Après la chute du roi Charles X, le comte, dont la carrière se trouva brisée, sentit un immense découragement s’emparer de lui, et un dégoût invincible de la vie le saisit au cœur. L’Europe lui devint odieuse, il résolut de la quitter pour toujours.

Après avoir confié l’administration de sa fortune à un homme sûr, le comte de Beaulieu s’embarqua pour les États-Unis.

Mais la vie américaine, étroite, mesquine et égoïste, n’était pas faite pour lui, le jeune homme ne comprenait pas plus les Américains que ceux-ci ne le comprenaient. Avide d’émotions, le cœur ulcéré par les petites bassesses et les petites lâchetés qu’il voyait chaque jour commettre en sa présence par les descendants des pèlerins de Plymouth, un jour il se résolut, pour échapper au spectacle affligeant qu’il avait sans cesse devant les yeux, de s’enfoncer dans l’intérieur des terres et de visiter ces savanes et ces prairies immenses, d’où les premiers maîtres du sol ont été repoussés à force de fourberies et de trahison par leurs astucieux spoliateurs.

Le comte avait amené de France avec lui un vieux serviteur de sa famille, dont les ascendants, depuis plusieurs siècles, avaient sans interruption servi les Beaulieu.

Avant de s’embarquer, le comte avait communiqué ses projets à Ivon Kergollec en le laissant libre de rester ou de le suivre ; le choix du domestique n’avait pas été long, il avait simplement répondu que son maître avait le droit de faire ce que bon lui semblait sans le consulter, et quant à lui son devoir étant de le suivre partout, il n’y faillirait pas. Cependant lorsque le comte résolut de visiter les prairies, il crut devoir informer son serviteur de sa résolution, la réponse fut la même que la première fois.

Ivon avait quarante-cinq ans environ, il résumait dans sa personne le type hardi, naïf et rusé à la fois du paysan breton ; il était petit et trapu, mais ses membres bien attachés, sa poitrine large, dénotaient une grande vigueur. Son visage couleur de brique, était éclairé par deux petits yeux qui pétillaient de finesse et brillaient comme des escarboucles.

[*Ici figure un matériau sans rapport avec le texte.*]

//! Allocation runs: plan from the current snapshot and materialize one
//! transfer document per assigned store

use chrono::{Datelike, Utc};
use serde::Serialize;
use sqlx::pool::PoolConnection;
use sqlx::{PgPool, Postgres};
use uuid::Uuid;

use shared::allocation::{AllocationPlan, AllocationPlanner, PlanningError, ProductExclusion};
use shared::transfer::{DocumentNumber, NumberSequence, TransferDocumentFactory};
use shared::{validate_catalog, InventorySnapshot, StoreAssignment, StoreCode};

use crate::config::AllocationConfig;
use crate::error::{AppError, AppResult};
use crate::services::creation::{
    create_documents, CreatedDocument, CreationFailure, PgDocumentWriter,
};
use crate::services::events::{TransferEvent, TransferEventKind, TransferEvents};
use crate::services::snapshot::SnapshotService;

/// Session advisory lock key serializing document numbering ("PV" in ASCII)
const NUMBERING_LOCK_KEY: i64 = 0x5056;

/// Connection that can be thrown away instead of returned to the pool
trait SessionConnection: Send {
    fn discard(self);
}

impl SessionConnection for PoolConnection<Postgres> {
    fn discard(self) {
        // Closing the session releases every lock it holds
        drop(self.detach());
    }
}

/// Holds the numbering lock's connection. Unless disarmed after a
/// successful unlock, dropping it closes the connection, so a run abandoned
/// mid-flight never hands a locked session back to the pool.
struct NumberingLock<C: SessionConnection> {
    conn: Option<C>,
}

impl<C: SessionConnection> NumberingLock<C> {
    fn new(conn: C) -> Self {
        Self { conn: Some(conn) }
    }

    fn connection(&mut self) -> AppResult<&mut C> {
        self.conn
            .as_mut()
            .ok_or_else(|| AppError::Internal("Numbering lock already released".to_string()))
    }

    fn disarm(mut self) -> Option<C> {
        self.conn.take()
    }
}

impl<C: SessionConnection> Drop for NumberingLock<C> {
    fn drop(&mut self) {
        if let Some(conn) = self.conn.take() {
            tracing::warn!("Closing connection that may still hold the numbering lock");
            conn.discard();
        }
    }
}

#[derive(Clone)]
pub struct AllocationService {
    db: PgPool,
    config: AllocationConfig,
    events: TransferEvents,
}

/// Outcome of one allocation run
#[derive(Debug, Serialize)]
pub struct RunSummary {
    pub documents_created: usize,
    pub documents: Vec<CreatedDocument>,
    pub failures: Vec<CreationFailure>,
    pub excluded_products: Vec<ProductExclusion>,
    /// Stores with allocations but no assignee
    pub unassigned_stores: Vec<StoreCode>,
}

impl AllocationService {
    pub fn new(db: PgPool, config: AllocationConfig, events: TransferEvents) -> Self {
        Self { db, config, events }
    }

    fn planner(&self) -> AllocationPlanner {
        AllocationPlanner::new(self.config.demand_policy())
    }

    /// Current snapshot, rejected when the catalog is unusable
    async fn load_snapshot(&self) -> AppResult<InventorySnapshot> {
        let snapshot = SnapshotService::new(self.db.clone()).load().await?;
        if snapshot.is_empty() {
            return Err(PlanningError::EmptyCatalog.into());
        }
        validate_catalog(&snapshot.products).map_err(|e| AppError::Validation {
            field: "catalog".to_string(),
            message: e.to_string(),
            message_cs: "Katalog produktů je neplatný".to_string(),
        })?;
        Ok(snapshot)
    }

    /// Plan without writing anything
    pub async fn preview(&self) -> AppResult<AllocationPlan> {
        let snapshot = self.load_snapshot().await?;
        let plan = self.planner().plan(&snapshot)?;

        tracing::info!(
            products = plan.products.len(),
            excluded = plan.exclusions.len(),
            units = plan.total_allocated(),
            "Allocation preview computed"
        );
        Ok(plan)
    }

    /// Plan and create documents. Input errors reject the run before any
    /// write; persistence failures are isolated per store.
    pub async fn run(
        &self,
        created_by: Uuid,
        assignments: &[StoreAssignment],
    ) -> AppResult<RunSummary> {
        shared::transfer::index_assignments(assignments)?;

        let snapshot = self.load_snapshot().await?;
        let plan = self.planner().plan(&snapshot)?;
        let factory = TransferDocumentFactory::new(self.config.factory_settings());

        let mut lock = self.acquire_numbering_lock().await?;
        let outcome = async {
            let now = Utc::now();
            let mut sequence = self.next_sequence(lock.connection()?, now.year()).await?;
            let output = factory.build(&plan, assignments, &mut sequence, created_by, now)?;
            let writer = PgDocumentWriter::new(self.db.clone());
            let report = create_documents(&writer, output.drafts).await;
            Ok::<_, AppError>((report, output.unassigned_stores))
        }
        .await;
        self.release_numbering_lock(lock).await;
        let (report, unassigned_stores) = outcome?;

        for document in &report.created {
            self.events.publish(TransferEvent::new(
                document.id,
                document.document_number.clone(),
                TransferEventKind::Created,
            ));
        }

        tracing::info!(
            planned = plan.products.len(),
            excluded = plan.exclusions.len(),
            created = report.documents_created(),
            failed = report.failures.len(),
            unassigned = unassigned_stores.len(),
            "Allocation run finished"
        );

        Ok(RunSummary {
            documents_created: report.documents_created(),
            documents: report.created,
            failures: report.failures,
            excluded_products: plan.exclusions,
            unassigned_stores,
        })
    }

    async fn acquire_numbering_lock(&self) -> AppResult<NumberingLock<PoolConnection<Postgres>>> {
        let mut lock = NumberingLock::new(self.db.acquire().await?);
        sqlx::query("SELECT pg_advisory_lock($1)")
            .bind(NUMBERING_LOCK_KEY)
            .execute(&mut **lock.connection()?)
            .await?;
        Ok(lock)
    }

    /// The connection goes back to the pool only after a confirmed unlock
    async fn release_numbering_lock(&self, mut lock: NumberingLock<PoolConnection<Postgres>>) {
        let unlocked = match lock.connection() {
            Ok(conn) => sqlx::query_scalar::<_, bool>("SELECT pg_advisory_unlock($1)")
                .bind(NUMBERING_LOCK_KEY)
                .fetch_one(&mut **conn)
                .await
                .map_err(AppError::from),
            Err(e) => Err(e),
        };
        match unlocked {
            Ok(true) => drop(lock.disarm()),
            Ok(false) => tracing::error!("Numbering lock was not held at release"),
            Err(e) => tracing::error!("Failed to release numbering lock: {}", e),
        }
    }

    /// Read the highest number of the year once; the sequence issues the rest
    async fn next_sequence(
        &self,
        conn: &mut PoolConnection<Postgres>,
        year: i32,
    ) -> AppResult<NumberSequence> {
        let existing = sqlx::query_scalar::<_, String>(
            "SELECT document_number FROM transfer_documents WHERE document_number LIKE $1",
        )
        .bind(format!("{}%", DocumentNumber::year_prefix(year)))
        .fetch_all(&mut **conn)
        .await?;

        let sequence = NumberSequence::continue_from(year, existing.iter().map(String::as_str));
        tracing::debug!(next = %sequence.peek(), existing = existing.len(), "Numbering base read");
        Ok(sequence)
    }
}

#[cfg(test)]
mod tests {
    use super::*;
    use futures::FutureExt;
    use std::sync::atomic::{AtomicBool, Ordering};
    use std::sync::Arc;

    #[derive(Default)]
    struct RecordingConnection {
        discarded: Arc<AtomicBool>,
    }

    impl SessionConnection for RecordingConnection {
        fn discard(self) {
            self.discarded.store(true, Ordering::SeqCst);
        }
    }

    #[test]
    fn test_abandoned_run_discards_locked_connection() {
        let conn = RecordingConnection::default();
        let discarded = conn.discarded.clone();
        let run = async move {
            let _lock = NumberingLock::new(conn);
            futures::future::pending::<()>().await;
        };

        // The request is dropped while the run is suspended inside the lock
        assert!(run.now_or_never().is_none());
        assert!(discarded.load(Ordering::SeqCst));
    }

    #[test]
    fn test_disarmed_lock_keeps_connection() {
        let conn = RecordingConnection::default();
        let discarded = conn.discarded.clone();

        let returned = NumberingLock::new(conn).disarm();

        assert!(returned.is_some());
        assert!(!discarded.load(Ordering::SeqCst));
    }

    #[test]
    fn test_lock_dropped_without_release_discards_connection() {
        let conn = RecordingConnection::default();
        let discarded = conn.discarded.clone();

        let mut lock = NumberingLock::new(conn);
        assert!(lock.connection().is_ok());
        drop(lock);

        assert!(discarded.load(Ordering::SeqCst));
    }
}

Ivon Kergollec, dont la vie s’était constamment écoulée paisible et calme sous les lambris dorés de l’hôtel de Beaulieu, avait pris les habitudes tranquilles et régulières des valets de chambre de grande maison ; n’ayant jamais eu occasion de faire preuve de courage, il ignorait complètement s’il était doué de cette qualité, et bien que depuis plusieurs mois déjà, à la suite de son maître, il se fût trouvé dans des circonstances dangereuses, il en était encore au même point, c’est-à-dire qu’il doutait entièrement de lui-même et avait l’intime conviction qu’il était poltron comme un lièvre ; aussi rien n’était plus curieux à la suite d’une rencontre avec les Indiens, que de voir Ivon après avoir combattu comme un lion et fait des prodiges de valeur, s’excuser humblement auprès de son maître de s’être si mal comporté, n’ayant pas été habitué à se battre.

Il va sans dire que le comte l’excusait, en riant comme un fou, et en lui disant pour le consoler, car le pauvre diable était réellement fort malheureux de cette couardise supposée, que la prochaine fois probablement il ferait mieux, et que peu à peu il s’accoutumerait à cette vie si différente de celle qu’il avait menée jusqu’alors.

À ces consolations le digne serviteur hochait la tête d’un air triste et répondait avec un accent des plus convaincus :

« Non, non, monsieur le comte, jamais je ne pourrai avoir du courage, je le sens, c’est plus fort que moi, voyez-vous, je suis un poltron, je ne le sais que trop. »

Ivon Kergollec était revêtu d’une livrée complète, seulement, vu les circonstances, il était, ainsi que ses compagnons, armé jusqu’aux dents, et sa carabine reposait sur le sol à portée de sa main.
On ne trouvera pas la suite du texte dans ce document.